Selon plusieurs sondages d'opinion, la criminalité et la politique de la drogue représentaient, après le chômage, les principales préoccupations des Suisses. Sous le mot d'ordre de la «sécurité intérieure», la lutte contre la criminalité croissante a été déclarée, surtout dans les grandes villes. Les premières mesures proposées par le Conseil fédéral visaient notamment les trafiquants de drogue étrangers et en particulier ceux, qui, en raison d'une demande d'asile en cours de procédure, ne peuvent être expulsés de Suisse. Le gouvernement ne s'est toutefois pas limité à des mesures répressives; dans le domaine de la politique de la drogue, il a ainsi autorisé, à titre expérimental, la distribution médicalement contrôlée de drogues dures à des toxicomanes. Cet essai constitue une première mondiale.
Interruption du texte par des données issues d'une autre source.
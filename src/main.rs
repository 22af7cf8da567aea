#![forbid(unsafe_code)]
#![warn(clippy::all)]
#![warn(clippy::pedantic)]
#![warn(clippy::nursery)]
#![warn(clippy::unwrap_used)]
#![warn(clippy::todo)]
#![warn(clippy::panic)]
#![warn(clippy::dbg_macro)]
#![warn(clippy::print_stdout)]
#![warn(clippy::print_stderr)]
#![warn(clippy::clone_on_ref_ptr)]
#![warn(unreachable_pub)]
#![warn(missing_debug_implementations)]
#![warn(unused_qualifications)]
#![deny(unused_must_use)]

use std::net::SocketAddr;
use tokenvault_server::api::MgmtState;
use tokenvault_server::config::Config;
use tokenvault_server::{AppBuilder, telemetry};
use tokio::sync::watch;
use tracing::Instrument;

#[tokio::main]
async fn main() -> anyhow::Result<()> {
    let config = Config::load();
    let telemetry_guard = telemetry::init_telemetry(&config.telemetry)?;

    tokenvault_server::setup_panic_hook();

    let boot_span = tracing::info_span!("boot_server");
    let (api_listener, mgmt_listener, app_router, mgmt_app, shutdown_tx, shutdown_rx, workers) = async {
        // Phase 1: Infrastructure Setup (Resources)
        let repos = tokenvault_server::connect_repositories(&config).await?;

        let (shutdown_tx, shutdown_rx) = watch::channel(false);
        tokenvault_server::spawn_signal_handler(shutdown_tx.clone());

        // Phase 2: Component Wiring (Pure logic, no side effects)
        let app = AppBuilder::new(config.clone()).with_repositories(repos).build()?;

        // Phase 3: Runtime Setup (Listeners and Routers)
        let app_router = tokenvault_server::api::app_router(config.clone(), app.services);
        let mgmt_app = tokenvault_server::api::mgmt_router(MgmtState { health_service: app.health_service });

        let api_addr: SocketAddr = format!("{}:{}", config.server.host, config.server.port).parse()?;
        let mgmt_addr: SocketAddr = format!("{}:{}", config.server.host, config.server.mgmt_port).parse()?;

        tracing::info!(address = %api_addr, "listening");
        tracing::info!(address = %mgmt_addr, "management server listening");

        let api_listener = tokio::net::TcpListener::bind(api_addr).await?;
        let mgmt_listener = tokio::net::TcpListener::bind(mgmt_addr).await?;

        Ok::<
            (
                tokio::net::TcpListener,
                tokio::net::TcpListener,
                axum::Router,
                axum::Router,
                watch::Sender<bool>,
                watch::Receiver<bool>,
                tokenvault_server::Workers,
            ),
            anyhow::Error,
        >((api_listener, mgmt_listener, app_router, mgmt_app, shutdown_tx, shutdown_rx, app.workers))
    }
    .instrument(boot_span)
    .await?;

    // Phase 4: Start Runtime (Explicit Spawning and Listening)
    let worker_tasks = workers.spawn_all(shutdown_rx.clone());

    let mut api_rx = shutdown_rx.clone();
    let api_server = axum::serve(api_listener, app_router.into_make_service_with_connect_info::<SocketAddr>())
        .with_graceful_shutdown(async move {
            let _ = api_rx.wait_for(|&s| s).await;
        });

    let mut mgmt_rx = shutdown_rx.clone();
    let mgmt_server = axum::serve(mgmt_listener, mgmt_app.into_make_service_with_connect_info::<SocketAddr>())
        .with_graceful_shutdown(async move {
            let _ = mgmt_rx.wait_for(|&s| s).await;
        });

    if let Err(e) = tokio::try_join!(api_server, mgmt_server) {
        tracing::error!(error = %e, "Server error");
    }

    // Phase 5: Graceful Shutdown Orchestration
    let _ = shutdown_tx.send(true);
    tokio::select! {
        () = async {
            futures::future::join_all(worker_tasks).await;
        } => {
            tracing::info!("Background tasks finished.");
        }
        () = tokio::time::sleep(std::time::Duration::from_secs(config.server.shutdown_timeout_secs)) => {
            tracing::warn!("Timeout waiting for background tasks to finish.");
        }
    }

    telemetry_guard.shutdown();
    Ok(())
}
Avec l'élection de la genevoise Ruth Dreifuss, qui succède à René Felber, une femme fait à nouveau partie du Conseil fédéral après quatre ans d'interruption. Cette élection ne s'est pas faite sans difficulté. Dans un premier temps, l'Assemblée fédérale avait refusé la candidate officielle du PS, Christiane Brunner, et choisi son collègue de parti Francis Matthey. Cependant, ce dernier refusa son élection à la demande de son parti, soucieux de satisfaire à la revendication des femmes. Par la suite, le parlement ne modifia pas son vote à l'égard de la candidate officielle et lui préféra Ruth Dreifuss, présentée comme alternative par le PS. Cette élection fut non seulement remarquable par rapport aux événements qui se déroulèrent au parlement mais aussi en raison de la manifestation réunissant, devant le palais fédéral, plus de dix mille femmes venues soutenir la candidature de Christiane Brunner. Cet événement eut un impact indiscutable lors des différentes élections cantonales de cette année, au cours desquelles une proportion beaucoup plus importante de femmes fut élue dans plusieurs organes législatifs.